[PROBLEM TO SOLVE] A single stretch of the material below is to be transcribed exactly, starting at the line with "Row-major index of" and ending after the line with "fn add(self, rhs: Self)".
====== MATERIAL FOR THIS EXERCISE
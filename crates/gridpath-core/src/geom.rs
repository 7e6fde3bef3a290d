//! Grid coordinates.
//!
//! A [`Coord`] addresses a cell by `(row, col)`. Rows grow downwards and
//! columns grow to the right. Components are signed so that neighbour
//! arithmetic may step off the grid; bounds checks reject those cells.

use std::fmt;
use std::ops::{Add, Sub};

/// A cell address on a terrain grid.
#[derive(Copy, Clone, Debug, Default, PartialEq, Eq, Hash)]
#[cfg_attr(feature = "serde", derive(serde::Serialize, serde::Deserialize))]
pub struct Coord {
    pub row: i32,
    pub col: i32,
}

impl Coord {
    /// Origin (0, 0).
    pub const ZERO: Self = Self { row: 0, col: 0 };

    /// Create a new coordinate.
    #[inline]
    pub const fn new(row: i32, col: i32) -> Self {
        Self { row, col }
    }

    /// Return a coordinate shifted by (drow, dcol).
    #[inline]
    pub const fn shift(self, drow: i32, dcol: i32) -> Self {
        Self {
            row: self.row + drow,
            col: self.col + dcol,
        }
    }

    /// Manhattan (L1) distance to `other`.
    #[inline]
    pub fn manhattan(self, other: Coord) -> i32 {
        (self.row - other.row).abs() + (self.col - other.col).abs()
    }

    /// Whether `other` is one step away along exactly one axis.
    #[inline]
    pub fn is_adjacent(self, other: Coord) -> bool {
        self.manhattan(other) == 1
    }

    /// Row-major index of this coordinate in a `rows × cols` array, or
    /// `None` if it falls outside.
    #[inline]
    pub fn index_in(self, rows: usize, cols: usize) -> Option<usize> {
        if self.row < 0 || self.col < 0 {
            return None;
        }
        let (row, col) = (self.row as usize, self.col as usize);
        (row < rows && col < cols).then(|| row * cols + col)
    }
}

// --- trait impls for Coord ---

impl PartialOrd for Coord {
    fn partial_cmp(&self, other: &Self) -> Option<std::cmp::Ordering> {
        Some(self.cmp(other))
    }
}

/// Row-major ordering.
impl Ord for Coord {
    fn cmp(&self, other: &Self) -> std::cmp::Ordering {
        self.row.cmp(&other.row).then(self.col.cmp(&other.col))
    }
}

impl fmt::Display for Coord {
    fn fmt(&self, f: &mut fmt::Formatter<'_>) -> fmt::Result {
        write!(f, "({}, {})", self.row, self.col)
    }
}

impl From<(i32, i32)> for Coord {
    fn from((row, col): (i32, i32)) -> Self {
        Self::new(row, col)
    }
}

impl Add for Coord {
    type Output = Self;
    #[inline]
    fn add(self, rhs: Self) -> Self {
        Self::new(self.row + rhs.row, self.col + rhs.col)
    }
}

impl Sub for Coord {
    type Output = Self;
    #[inline]
    fn sub(self, rhs: Self) -> Self {
        Self::new(self.row - rhs.row, self.col - rhs.col)
    }
}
============
[ANSWER SPACE]
    /// Row-major index of this coordinate in a `rows × cols` array, or
    /// `None` if it falls outside.
    #[inline]
    pub fn index_in(self, rows: usize, cols: usize) -> Option<usize> {
        if self.row < 0 || self.col < 0 {
            return None;
        }
        let (row, col) = (self.row as usize, self.col as usize);
        (row < rows && col < cols).then(|| row * cols + col)
    }
}

// --- trait impls for Coord ---

impl PartialOrd for Coord {
    fn partial_cmp(&self, other: &Self) -> Option<std::cmp::Ordering> {
        Some(self.cmp(other))
    }
}

/// Row-major ordering.
impl Ord for Coord {
    fn cmp(&self, other: &Self) -> std::cmp::Ordering {
        self.row.cmp(&other.row).then(self.col.cmp(&other.col))
    }
}

impl fmt::Display for Coord {
    fn fmt(&self, f: &mut fmt::Formatter<'_>) -> fmt::Result {
        write!(f, "({}, {})", self.row, self.col)
    }
}

impl From<(i32, i32)> for Coord {
    fn from((row, col): (i32, i32)) -> Self {
        Self::new(row, col)
    }
}

impl Add for Coord {
    type Output = Self;
    #[inline]
    fn add(self, rhs: Self) -> Self {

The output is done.